▸ **WORK TASK**:
Go through the entries below. Copy each line in which "Decode" appears.

******

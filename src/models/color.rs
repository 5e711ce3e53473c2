/// RGBA color sampled from a pixel source
///
/// Matching logic only looks at the red, green and blue channels.
#[derive(Debug, Clone, Copy, PartialEq, Eq, Hash)]
pub struct Color {
    /// Red channel
    pub red: u8,
    /// Green channel
    pub green: u8,
    /// Blue channel
    pub blue: u8,
    /// Alpha channel (ignored by matchers)
    pub alpha: u8,
}

impl Color {
    /// Create an opaque color
    pub const fn rgb(red: u8, green: u8, blue: u8) -> Self {
        Self {
            red,
            green,
            blue,
            alpha: u8::MAX,
        }
    }

    /// Create a color with an explicit alpha value
    pub const fn rgba(red: u8, green: u8, blue: u8, alpha: u8) -> Self {
        Self {
            red,
            green,
            blue,
            alpha,
        }
    }

    /// Red, green and blue channels in that order
    pub fn channels(&self) -> [u8; 3] {
        [self.red, self.green, self.blue]
    }

    /// Compare only the color channels, ignoring alpha
    pub fn same_rgb(&self, other: &Color) -> bool {
        self.channels() == other.channels()
    }
}

impl Default for Color {
    fn default() -> Self {
        Self::rgb(0, 0, 0)
    }
}

impl From<image::Rgb<u8>> for Color {
    fn from(px: image::Rgb<u8>) -> Self {
        Self::rgb(px[0], px[1], px[2])
    }
}

impl From<image::Rgba<u8>> for Color {
    fn from(px: image::Rgba<u8>) -> Self {
        Self::rgba(px[0], px[1], px[2], px[3])
    }
}

impl From<Color> for image::Rgb<u8> {
    fn from(color: Color) -> Self {
        image::Rgb([color.red, color.green, color.blue])
    }
}
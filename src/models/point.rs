/// Pixel coordinate of a detected point
#[derive(Debug, Clone, Copy, PartialEq, Eq, Hash, Default)]
pub struct Point {
    /// X coordinate (column)
    pub x: usize,
    /// Y coordinate (row)
    pub y: usize,
}

impl Point {
    /// Create a new point
    pub fn new(x: usize, y: usize) -> Self {
        Self { x, y }
    }
}

impl From<(usize, usize)> for Point {
    fn from((x, y): (usize, usize)) -> Self {
        Self { x, y }
    }
}
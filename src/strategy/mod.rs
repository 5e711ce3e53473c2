//! Color matching strategies
//!
//! A [`MatchStrategy`] is chosen before the scan. Preparing it against the
//! pixel source runs the one-time initialization (for example sampling the
//! background color) and yields a [`Matcher`] that answers `matches` for
//! every pixel the searcher tests.

use std::fmt;
use std::sync::Arc;

use crate::models::Color;
use crate::utils::pixels::PixelSource;

/// Background-difference matching
pub mod background;
/// Exact color matching
pub mod exact;

pub use background::{BackgroundDifference, BackgroundDifferenceMatch};
pub use exact::ExactColorMatch;

/// Pure predicate over a pixel color
pub trait ColorMatcher {
    /// Whether the pixel counts as a point of interest
    fn matches(&self, color: Color) -> bool;
}

impl<F> ColorMatcher for F
where
    F: Fn(Color) -> bool,
{
    fn matches(&self, color: Color) -> bool {
        self(color)
    }
}

/// User supplied strategy with a one-time initialization step
pub trait CustomStrategy: Send + Sync {
    /// Inspect the image once and return the matcher used for the scan
    fn init<'s>(&'s self, pixels: &dyn PixelSource) -> Box<dyn ColorMatcher + 's>;
}

struct Predicate<F>(F);

impl<F> CustomStrategy for Predicate<F>
where
    F: Fn(Color) -> bool + Send + Sync,
{
    fn init<'s>(&'s self, _pixels: &dyn PixelSource) -> Box<dyn ColorMatcher + 's> {
        Box::new(&self.0)
    }
}

/// Closed set of matching strategies
#[derive(Clone)]
pub enum MatchStrategy {
    /// Match one exact color
    ExactColor(ExactColorMatch),
    /// Match anything that differs from the top-left background pixel
    BackgroundDifference(BackgroundDifference),
    /// Caller provided strategy
    Custom(Arc<dyn CustomStrategy>),
}

impl MatchStrategy {
    /// Wrap a custom strategy
    pub fn custom<S: CustomStrategy + 'static>(strategy: S) -> Self {
        MatchStrategy::Custom(Arc::new(strategy))
    }

    /// Wrap a stateless predicate as a custom strategy
    pub fn predicate<F>(f: F) -> Self
    where
        F: Fn(Color) -> bool + Send + Sync + 'static,
    {
        MatchStrategy::Custom(Arc::new(Predicate(f)))
    }

    /// Run the one-time initialization and return the matcher for a scan
    pub fn prepare(&self, pixels: &dyn PixelSource) -> Matcher<'_> {
        match self {
            MatchStrategy::ExactColor(exact) => Matcher::Exact(*exact),
            MatchStrategy::BackgroundDifference(settings) => {
                Matcher::Background(settings.prepare(pixels))
            }
            MatchStrategy::Custom(custom) => Matcher::Custom(custom.init(pixels)),
        }
    }

    /// Short name used in logs and CLI output
    pub fn name(&self) -> &'static str {
        match self {
            MatchStrategy::ExactColor(_) => "exact-color",
            MatchStrategy::BackgroundDifference(_) => "background-difference",
            MatchStrategy::Custom(_) => "custom",
        }
    }
}

impl Default for MatchStrategy {
    fn default() -> Self {
        MatchStrategy::BackgroundDifference(BackgroundDifference::default())
    }
}

impl fmt::Debug for MatchStrategy {
    fn fmt(&self, f: &mut fmt::Formatter<'_>) -> fmt::Result {
        match self {
            MatchStrategy::ExactColor(exact) => f.debug_tuple("ExactColor").field(exact).finish(),
            MatchStrategy::BackgroundDifference(settings) => f
                .debug_tuple("BackgroundDifference")
                .field(settings)
                .finish(),
            MatchStrategy::Custom(_) => f.write_str("Custom(..)"),
        }
    }
}

impl From<ExactColorMatch> for MatchStrategy {
    fn from(exact: ExactColorMatch) -> Self {
        MatchStrategy::ExactColor(exact)
    }
}

impl From<BackgroundDifference> for MatchStrategy {
    fn from(settings: BackgroundDifference) -> Self {
        MatchStrategy::BackgroundDifference(settings)
    }
}

/// Initialized matcher, valid for one scan
pub enum Matcher<'s> {
    /// Exact color comparison
    Exact(ExactColorMatch),
    /// Background comparison with the sampled color
    Background(BackgroundDifferenceMatch),
    /// Matcher returned by a custom strategy
    Custom(Box<dyn ColorMatcher + 's>),
}

impl ColorMatcher for Matcher<'_> {
    fn matches(&self, color: Color) -> bool {
        match self {
            Matcher::Exact(m) => m.matches(color),
            Matcher::Background(m) => m.matches(color),
            Matcher::Custom(m) => m.matches(color),
        }
    }
}

#[cfg(test)]
mod tests {
    use super::*;
    use image::RgbImage;

    struct BrightestRed;

    struct RedAbove(u8);

    impl ColorMatcher for RedAbove {
        fn matches(&self, color: Color) -> bool {
            color.red > self.0
        }
    }

    impl CustomStrategy for BrightestRed {
        fn init<'s>(&'s self, pixels: &dyn PixelSource) -> Box<dyn ColorMatcher + 's> {
            let mut max = 0u8;
            for y in 0..pixels.height() {
                for x in 0..pixels.width() {
                    max = max.max(pixels.color_at(x, y).red);
                }
            }
            Box::new(RedAbove(max.saturating_sub(1)))
        }
    }

    #[test]
    fn test_default_is_background_difference() {
        assert!(matches!(
            MatchStrategy::default(),
            MatchStrategy::BackgroundDifference(_)
        ));
        assert_eq!(MatchStrategy::default().name(), "background-difference");
    }

    #[test]
    fn test_prepare_exact() {
        let img = RgbImage::new(2, 2);
        let strategy: MatchStrategy = ExactColorMatch::new(1, 2, 3).unwrap().into();
        let matcher = strategy.prepare(&img);
        assert!(matcher.matches(Color::rgb(1, 2, 3)));
        assert!(!matcher.matches(Color::rgb(0, 0, 0)));
    }

    #[test]
    fn test_predicate_strategy() {
        let img = RgbImage::new(2, 2);
        let strategy = MatchStrategy::predicate(|c: Color| c.blue == 255);
        let matcher = strategy.prepare(&img);
        assert!(matcher.matches(Color::rgb(0, 0, 255)));
        assert!(!matcher.matches(Color::rgb(0, 0, 254)));
        assert_eq!(format!("{:?}", strategy), "Custom(..)");
    }

    #[test]
    fn test_custom_strategy_init_reads_pixels() {
        let mut img = RgbImage::new(3, 3);
        img.put_pixel(1, 2, image::Rgb([180, 0, 0]));
        let strategy = MatchStrategy::custom(BrightestRed);
        let matcher = strategy.prepare(&img);
        assert!(matcher.matches(Color::rgb(180, 0, 0)));
        assert!(!matcher.matches(Color::rgb(170, 0, 0)));
    }
}
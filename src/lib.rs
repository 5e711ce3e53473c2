//! image_points - find points of interest in raster images
//!
//! Pixels are scanned in row-major order and tested against a color matching
//! strategy. Every match becomes a point and stamps a suppression window
//! around itself, so one blob yields exactly one point.
//!
//! ```
//! use image::{Rgb, RgbImage};
//! use image_points::{PointSearcher, Point};
//!
//! let mut img = RgbImage::from_pixel(40, 40, Rgb([220, 220, 220]));
//! img.put_pixel(10, 10, Rgb([10, 10, 10]));
//! img.put_pixel(11, 11, Rgb([10, 10, 10]));
//!
//! let mut searcher = PointSearcher::new(&img, None, 5);
//! assert_eq!(searcher.run(), 1);
//! assert_eq!(searcher.points(), &[Point::new(10, 10)]);
//! ```

#![warn(missing_docs)]
#![allow(clippy::missing_docs_in_private_items)]

/// Search defaults and environment overrides
pub mod config;
/// Crate error type
pub mod error;
/// Core data structures (Point, Color, PixelState, StateGrid)
pub mod models;
/// Visual debugging of search results
pub mod render;
/// Scan-and-suppress point search
pub mod searcher;
/// Color matching strategies
pub mod strategy;
/// Helpers for the CLI, benches and tests
pub mod tools;
/// Utility functions (color validation, pixel accessors)
pub mod utils;

pub use config::{DEFAULT_MARGIN, SearchConfig};
pub use error::{PointsError, Result};
pub use models::{Color, PixelState, Point, StateGrid};
pub use render::ResultImage;
pub use searcher::PointSearcher;
pub use strategy::{
    BackgroundDifference, BackgroundDifferenceMatch, ColorMatcher, CustomStrategy,
    ExactColorMatch, MatchStrategy,
};
pub use utils::pixels::{PixelSource, RawPixels};

/// Find points in raw RGB bytes (3 bytes per pixel)
///
/// `None` selects background-difference matching.
pub fn search_rgb(
    image: &[u8],
    width: usize,
    height: usize,
    strategy: Option<MatchStrategy>,
    margin: isize,
) -> Result<Vec<Point>> {
    let pixels = RawPixels::rgb(image, width, height)?;
    let mut searcher = PointSearcher::new(pixels, strategy, margin);
    searcher.run();
    Ok(searcher.into_points())
}

/// Find points in an image file with the given configuration
pub fn search_file<P: AsRef<std::path::Path>>(path: P, config: &SearchConfig) -> Result<Vec<Point>> {
    let image = tools::load_image(path)?;
    let mut searcher = PointSearcher::with_config(image, config);
    searcher.run();
    Ok(searcher.into_points())
}

#[cfg(test)]
mod tests {
    use super::*;

    #[test]
    fn test_search_empty() {
        let image = vec![0u8; 300]; // 10x10 RGB
        let points = search_rgb(&image, 10, 10, None, DEFAULT_MARGIN).unwrap();
        assert!(points.is_empty());
    }

    #[test]
    fn test_search_rgb_single_dot() {
        let (width, height) = (20, 20);
        let mut image = vec![180u8; width * height * 3];
        let idx = (7 * width + 4) * 3;
        image[idx..idx + 3].copy_from_slice(&[0, 0, 0]);
        let points = search_rgb(&image, width, height, None, 3).unwrap();
        assert_eq!(points, vec![Point::new(4, 7)]);
    }

    #[test]
    fn test_search_rgb_short_buffer() {
        let image = vec![0u8; 10];
        assert!(search_rgb(&image, 10, 10, None, 3).unwrap_err().is_invalid_input());
    }

    #[test]
    fn test_search_rgb_oversized_dimensions() {
        let image = [0u8; 12];
        let err = search_rgb(&image, usize::MAX / 2, 3, None, 5).unwrap_err();
        assert!(err.is_invalid_input());
    }

    #[test]
    fn test_search_file_missing() {
        let err = search_file("no/such/image.jpg", &SearchConfig::default()).unwrap_err();
        assert!(matches!(err, PointsError::Decode(_)));
    }
}
//! Scan-and-suppress point search
//!
//! The searcher walks the image in row-major order and tests every unmarked
//! pixel with the prepared matcher. The first matching pixel of a blob is
//! recorded as a point and a suppression window is stamped around it so the
//! rest of the blob is skipped.
//!
//! The window spans `margin` pixels left and right of the point but only
//! extends downward, from the point's row to `margin` rows below it. Rows
//! above the current scan line are never read again, so they are left as
//! they are.
//!
//! The last row and the last column of the image are never scanned.

use std::path::Path;

use image::DynamicImage;
use tracing::{debug, trace};

use crate::config::{DEFAULT_MARGIN, SearchConfig};
use crate::error::Result;
use crate::models::{PixelState, Point, StateGrid};
use crate::strategy::{ColorMatcher, MatchStrategy};
use crate::utils::pixels::PixelSource;

/// Finds points of interest in one image
pub struct PointSearcher<P> {
    pixels: P,
    strategy: MatchStrategy,
    margin: isize,
    states: StateGrid,
    points: Vec<Point>,
}

impl PointSearcher<DynamicImage> {
    /// Decode an image file and bind a searcher to it
    ///
    /// Fails with [`crate::PointsError::Decode`] when the file cannot be read
    /// or is not a supported image.
    pub fn open<Q: AsRef<Path>>(
        path: Q,
        strategy: Option<MatchStrategy>,
        margin: isize,
    ) -> Result<Self> {
        let image = image::open(path.as_ref())?;
        Ok(Self::new(image, strategy, margin))
    }

    /// Decode an in-memory encoded image and bind a searcher to it
    pub fn from_memory(
        bytes: &[u8],
        strategy: Option<MatchStrategy>,
        margin: isize,
    ) -> Result<Self> {
        let image = image::load_from_memory(bytes)?;
        Ok(Self::new(image, strategy, margin))
    }
}

impl<P: PixelSource> PointSearcher<P> {
    /// Create a searcher; `None` selects background-difference matching
    pub fn new(pixels: P, strategy: Option<MatchStrategy>, margin: isize) -> Self {
        let states = StateGrid::new(pixels.width(), pixels.height());
        Self {
            pixels,
            strategy: strategy.unwrap_or_default(),
            margin,
            states,
            points: Vec::new(),
        }
    }

    /// Create a searcher with the default strategy and margin
    pub fn with_defaults(pixels: P) -> Self {
        Self::new(pixels, None, DEFAULT_MARGIN)
    }

    /// Create a searcher from a [`SearchConfig`]
    pub fn with_config(pixels: P, config: &SearchConfig) -> Self {
        Self::new(pixels, Some(config.strategy.clone()), config.margin)
    }

    /// Run the search and return the number of points found
    ///
    /// Previous results are discarded, so calling `run` again yields the same
    /// points.
    pub fn run(&mut self) -> usize {
        self.states.clear();
        self.points.clear();

        let matcher = self.strategy.prepare(&self.pixels);
        let width = self.states.width();
        let height = self.states.height();
        debug!(
            "searching {}x{} image with {} strategy, margin {}",
            width,
            height,
            self.strategy.name(),
            self.margin
        );

        for y in 0..height.saturating_sub(1) {
            for x in 0..width.saturating_sub(1) {
                if !self.states.get(x, y).is_some_and(PixelState::is_unmarked) {
                    continue;
                }
                if !matcher.matches(self.pixels.color_at(x, y)) {
                    continue;
                }
                let point = Point::new(x, y);
                trace!("point {} at ({}, {})", self.points.len(), x, y);
                self.points.push(point);
                suppress(&mut self.states, point, self.margin);
                self.states.set(x, y, PixelState::Found);
            }
        }

        debug!("found {} points", self.points.len());
        self.points.len()
    }

    /// Points in the order they were found (or as last set)
    pub fn points(&self) -> &[Point] {
        &self.points
    }

    /// Replace the point list, e.g. after filtering or reordering
    pub fn set_points(&mut self, points: Vec<Point>) {
        self.points = points;
    }

    /// Take ownership of the point list
    pub fn into_points(self) -> Vec<Point> {
        self.points
    }

    /// Image width
    pub fn width(&self) -> usize {
        self.states.width()
    }

    /// Image height
    pub fn height(&self) -> usize {
        self.states.height()
    }

    /// Suppression margin
    pub fn margin(&self) -> isize {
        self.margin
    }

    /// Strategy used by `run`
    pub fn strategy(&self) -> &MatchStrategy {
        &self.strategy
    }

    /// The bound pixel source
    pub fn pixels(&self) -> &P {
        &self.pixels
    }

    /// Whether (x, y) lies on the edge of a suppression window
    pub fn is_border_pixel(&self, x: usize, y: usize) -> bool {
        self.states.get(x, y) == Some(PixelState::Border)
    }

    /// State of one pixel, `None` outside the image
    pub fn pixel_state(&self, x: usize, y: usize) -> Option<PixelState> {
        self.states.get(x, y)
    }

    /// Per-pixel states written by the last `run`
    pub fn states(&self) -> &StateGrid {
        &self.states
    }
}

/// Stamp the suppression window of `point` into the grid.
///
/// Cells already `Found` keep their state; `Unmarked` cells become
/// `FoundWithinMargin` and window edges become `Border`.
fn suppress(states: &mut StateGrid, point: Point, margin: isize) {
    if margin < 0 || states.width() == 0 || states.height() == 0 {
        return;
    }
    let (px, py) = (point.x as isize, point.y as isize);
    // saturated bounds lie outside the image and are clipped below
    let left = px.saturating_sub(margin);
    let right = px.saturating_add(margin);
    let bottom = py.saturating_add(margin);

    let x_start = left.max(0) as usize;
    let x_end = right.min(states.width() as isize - 1);
    let y_end = bottom.min(states.height() as isize - 1);
    if x_end < 0 {
        return;
    }
    let (x_end, y_end) = (x_end as usize, y_end as usize);

    for y2 in point.y..=y_end {
        for x2 in x_start..=x_end {
            let Some(state) = states.get(x2, y2) else {
                continue;
            };
            if state == PixelState::Found {
                continue;
            }
            let (sx, sy) = (x2 as isize, y2 as isize);
            let on_edge = sy == py || sy == bottom || sx == left || sx == right;
            if on_edge {
                states.set(x2, y2, PixelState::Border);
            } else if state.is_unmarked() {
                states.set(x2, y2, PixelState::FoundWithinMargin);
            }
        }
    }
}
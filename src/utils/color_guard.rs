/// Channel range validation shared by matchers and the renderer
use crate::error::{PointsError, Result};
use crate::models::Color;

/// Check that every channel lies in `[0, 255]` and build the color
///
/// Fails with [`PointsError::InvalidInput`] naming the first bad channel.
pub fn guard_color(red: i32, green: i32, blue: i32) -> Result<Color> {
    let channels = [("red", red), ("green", green), ("blue", blue)];
    for (name, value) in channels {
        if !(0..=255).contains(&value) {
            return Err(PointsError::invalid_input(format!(
                "{} channel {} is outside 0..=255",
                name, value
            )));
        }
    }
    Ok(Color::rgb(red as u8, green as u8, blue as u8))
}

#[cfg(test)]
mod tests {
    use super::*;

    #[test]
    fn test_accepts_range_limits() {
        assert_eq!(guard_color(0, 0, 0).unwrap(), Color::rgb(0, 0, 0));
        assert_eq!(guard_color(255, 255, 255).unwrap(), Color::rgb(255, 255, 255));
        assert_eq!(guard_color(1, 14, 230).unwrap(), Color::rgb(1, 14, 230));
    }

    #[test]
    fn test_rejects_out_of_range() {
        for (r, g, b) in [(-1, 0, 0), (0, 256, 0), (0, 0, -300), (1000, 0, 0)] {
            let err = guard_color(r, g, b).unwrap_err();
            assert!(err.is_invalid_input(), "expected InvalidInput for {r},{g},{b}");
        }
    }

    #[test]
    fn test_error_names_channel() {
        let err = guard_color(10, 300, 10).unwrap_err();
        assert!(err.to_string().contains("green"));
    }
}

******

▸ **THE COMPLETED TASK**:
        assert!(matches!(err, PointsError::Decode(_)));
    /// Decode an image file and bind a searcher to it
    /// Fails with [`crate::PointsError::Decode`] when the file cannot be read
    /// Decode an in-memory encoded image and bind a searcher to it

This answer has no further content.